** WORK TO COMPLETE **
Copy each line of the entries that includes the word "while".

Segment Start: DATA TO USE

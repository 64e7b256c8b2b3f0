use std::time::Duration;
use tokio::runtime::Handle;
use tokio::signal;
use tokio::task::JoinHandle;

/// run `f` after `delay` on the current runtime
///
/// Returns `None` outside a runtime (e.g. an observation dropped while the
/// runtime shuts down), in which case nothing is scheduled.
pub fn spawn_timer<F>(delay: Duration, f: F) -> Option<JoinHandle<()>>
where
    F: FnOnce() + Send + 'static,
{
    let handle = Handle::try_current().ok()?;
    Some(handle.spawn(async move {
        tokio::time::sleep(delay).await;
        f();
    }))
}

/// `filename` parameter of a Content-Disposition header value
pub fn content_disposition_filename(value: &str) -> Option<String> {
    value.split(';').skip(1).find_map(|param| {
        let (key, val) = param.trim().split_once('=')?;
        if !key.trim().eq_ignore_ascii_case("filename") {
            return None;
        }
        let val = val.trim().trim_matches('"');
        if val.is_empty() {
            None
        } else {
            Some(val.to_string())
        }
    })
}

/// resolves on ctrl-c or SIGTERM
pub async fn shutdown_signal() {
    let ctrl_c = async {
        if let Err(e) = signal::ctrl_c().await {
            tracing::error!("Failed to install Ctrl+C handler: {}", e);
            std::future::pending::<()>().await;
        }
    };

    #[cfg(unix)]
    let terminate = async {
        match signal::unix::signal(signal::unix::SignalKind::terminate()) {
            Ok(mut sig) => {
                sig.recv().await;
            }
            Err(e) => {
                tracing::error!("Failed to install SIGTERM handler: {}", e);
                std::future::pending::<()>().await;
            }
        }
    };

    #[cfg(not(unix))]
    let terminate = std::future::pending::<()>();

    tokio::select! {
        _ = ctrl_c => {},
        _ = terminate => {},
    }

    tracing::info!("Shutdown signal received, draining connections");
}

Segment End: DATA TO USE
Segment Start: DATA TO USE

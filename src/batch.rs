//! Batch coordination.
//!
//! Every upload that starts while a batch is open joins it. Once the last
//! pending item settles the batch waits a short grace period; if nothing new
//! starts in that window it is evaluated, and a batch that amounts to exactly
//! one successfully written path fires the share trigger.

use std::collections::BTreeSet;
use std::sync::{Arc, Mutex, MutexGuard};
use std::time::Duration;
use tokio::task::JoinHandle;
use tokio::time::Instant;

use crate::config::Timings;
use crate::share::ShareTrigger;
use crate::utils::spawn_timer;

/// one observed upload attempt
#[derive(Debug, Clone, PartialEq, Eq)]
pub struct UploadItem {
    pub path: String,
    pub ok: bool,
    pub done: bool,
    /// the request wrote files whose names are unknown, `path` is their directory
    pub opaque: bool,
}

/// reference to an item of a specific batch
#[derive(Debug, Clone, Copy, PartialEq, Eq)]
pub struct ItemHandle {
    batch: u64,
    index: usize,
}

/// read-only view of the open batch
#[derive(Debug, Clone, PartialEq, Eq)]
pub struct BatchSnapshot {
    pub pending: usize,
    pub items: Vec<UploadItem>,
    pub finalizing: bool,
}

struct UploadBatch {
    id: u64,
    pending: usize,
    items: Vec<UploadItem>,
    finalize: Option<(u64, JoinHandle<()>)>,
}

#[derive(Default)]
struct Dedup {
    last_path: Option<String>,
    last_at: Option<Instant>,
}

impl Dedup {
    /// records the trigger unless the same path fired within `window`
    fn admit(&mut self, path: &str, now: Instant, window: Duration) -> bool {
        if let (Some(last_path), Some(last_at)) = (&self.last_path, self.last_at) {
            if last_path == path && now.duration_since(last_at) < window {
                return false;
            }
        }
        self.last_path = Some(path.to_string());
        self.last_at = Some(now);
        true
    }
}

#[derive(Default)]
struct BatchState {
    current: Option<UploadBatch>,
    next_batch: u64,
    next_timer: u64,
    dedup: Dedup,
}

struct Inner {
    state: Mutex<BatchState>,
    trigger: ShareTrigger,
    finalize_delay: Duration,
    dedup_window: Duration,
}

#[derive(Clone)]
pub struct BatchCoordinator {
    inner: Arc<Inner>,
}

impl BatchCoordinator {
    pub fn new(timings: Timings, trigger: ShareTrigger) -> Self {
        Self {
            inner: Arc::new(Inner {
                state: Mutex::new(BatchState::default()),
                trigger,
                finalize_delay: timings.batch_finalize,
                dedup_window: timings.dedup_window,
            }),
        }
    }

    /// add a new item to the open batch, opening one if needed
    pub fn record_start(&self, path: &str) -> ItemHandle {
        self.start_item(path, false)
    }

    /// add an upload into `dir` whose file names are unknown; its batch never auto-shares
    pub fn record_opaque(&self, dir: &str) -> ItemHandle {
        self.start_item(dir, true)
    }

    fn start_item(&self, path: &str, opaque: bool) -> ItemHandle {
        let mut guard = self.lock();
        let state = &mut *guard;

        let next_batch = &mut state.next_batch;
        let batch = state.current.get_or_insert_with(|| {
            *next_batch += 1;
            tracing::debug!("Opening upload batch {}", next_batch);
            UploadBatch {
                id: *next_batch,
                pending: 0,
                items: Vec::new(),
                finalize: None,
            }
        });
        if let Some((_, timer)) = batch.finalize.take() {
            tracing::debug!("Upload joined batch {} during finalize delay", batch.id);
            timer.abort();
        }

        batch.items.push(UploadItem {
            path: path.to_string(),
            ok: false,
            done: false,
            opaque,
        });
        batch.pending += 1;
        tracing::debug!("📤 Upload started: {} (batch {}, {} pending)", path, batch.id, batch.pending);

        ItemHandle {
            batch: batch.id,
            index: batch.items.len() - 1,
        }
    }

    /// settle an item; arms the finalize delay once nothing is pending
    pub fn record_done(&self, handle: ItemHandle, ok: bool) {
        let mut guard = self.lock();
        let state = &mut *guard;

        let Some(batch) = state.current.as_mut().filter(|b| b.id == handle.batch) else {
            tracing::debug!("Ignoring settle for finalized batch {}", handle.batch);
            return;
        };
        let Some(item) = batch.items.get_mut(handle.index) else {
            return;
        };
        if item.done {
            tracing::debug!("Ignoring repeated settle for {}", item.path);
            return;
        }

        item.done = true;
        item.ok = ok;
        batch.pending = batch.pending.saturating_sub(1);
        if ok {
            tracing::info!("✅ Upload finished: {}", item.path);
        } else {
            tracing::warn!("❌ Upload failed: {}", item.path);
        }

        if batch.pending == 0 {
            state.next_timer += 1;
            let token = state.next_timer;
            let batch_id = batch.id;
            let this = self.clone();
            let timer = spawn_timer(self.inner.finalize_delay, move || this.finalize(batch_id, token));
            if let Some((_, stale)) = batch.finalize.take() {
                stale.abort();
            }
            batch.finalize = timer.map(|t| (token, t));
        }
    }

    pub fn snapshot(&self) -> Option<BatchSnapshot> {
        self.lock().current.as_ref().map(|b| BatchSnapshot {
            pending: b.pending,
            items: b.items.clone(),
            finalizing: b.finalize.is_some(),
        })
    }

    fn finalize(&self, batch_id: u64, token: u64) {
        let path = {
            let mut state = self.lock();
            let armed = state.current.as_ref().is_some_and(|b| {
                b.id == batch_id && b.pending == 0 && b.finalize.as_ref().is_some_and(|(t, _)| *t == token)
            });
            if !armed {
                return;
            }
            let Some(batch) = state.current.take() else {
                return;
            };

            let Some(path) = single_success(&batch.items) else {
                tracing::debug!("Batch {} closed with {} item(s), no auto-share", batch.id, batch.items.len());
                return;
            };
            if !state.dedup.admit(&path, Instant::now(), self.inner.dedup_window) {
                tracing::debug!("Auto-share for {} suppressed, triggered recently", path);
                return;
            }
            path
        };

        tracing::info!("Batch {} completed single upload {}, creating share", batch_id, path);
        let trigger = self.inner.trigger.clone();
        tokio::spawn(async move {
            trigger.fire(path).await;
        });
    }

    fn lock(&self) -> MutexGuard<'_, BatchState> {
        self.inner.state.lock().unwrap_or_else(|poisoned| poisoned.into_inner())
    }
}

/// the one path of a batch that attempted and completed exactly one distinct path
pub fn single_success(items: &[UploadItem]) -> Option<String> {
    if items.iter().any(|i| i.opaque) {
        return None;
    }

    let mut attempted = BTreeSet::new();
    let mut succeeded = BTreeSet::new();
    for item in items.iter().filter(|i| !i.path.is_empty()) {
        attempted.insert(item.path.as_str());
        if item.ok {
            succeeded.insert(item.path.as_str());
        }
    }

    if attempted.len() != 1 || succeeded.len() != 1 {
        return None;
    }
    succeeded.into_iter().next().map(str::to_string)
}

Segment End: DATA TO USE

** SOLUTION TO THIS PROBLEM **
/// Returns `None` outside a runtime (e.g. an observation dropped while the
//! Every upload that starts while a batch is open joins it. Once the last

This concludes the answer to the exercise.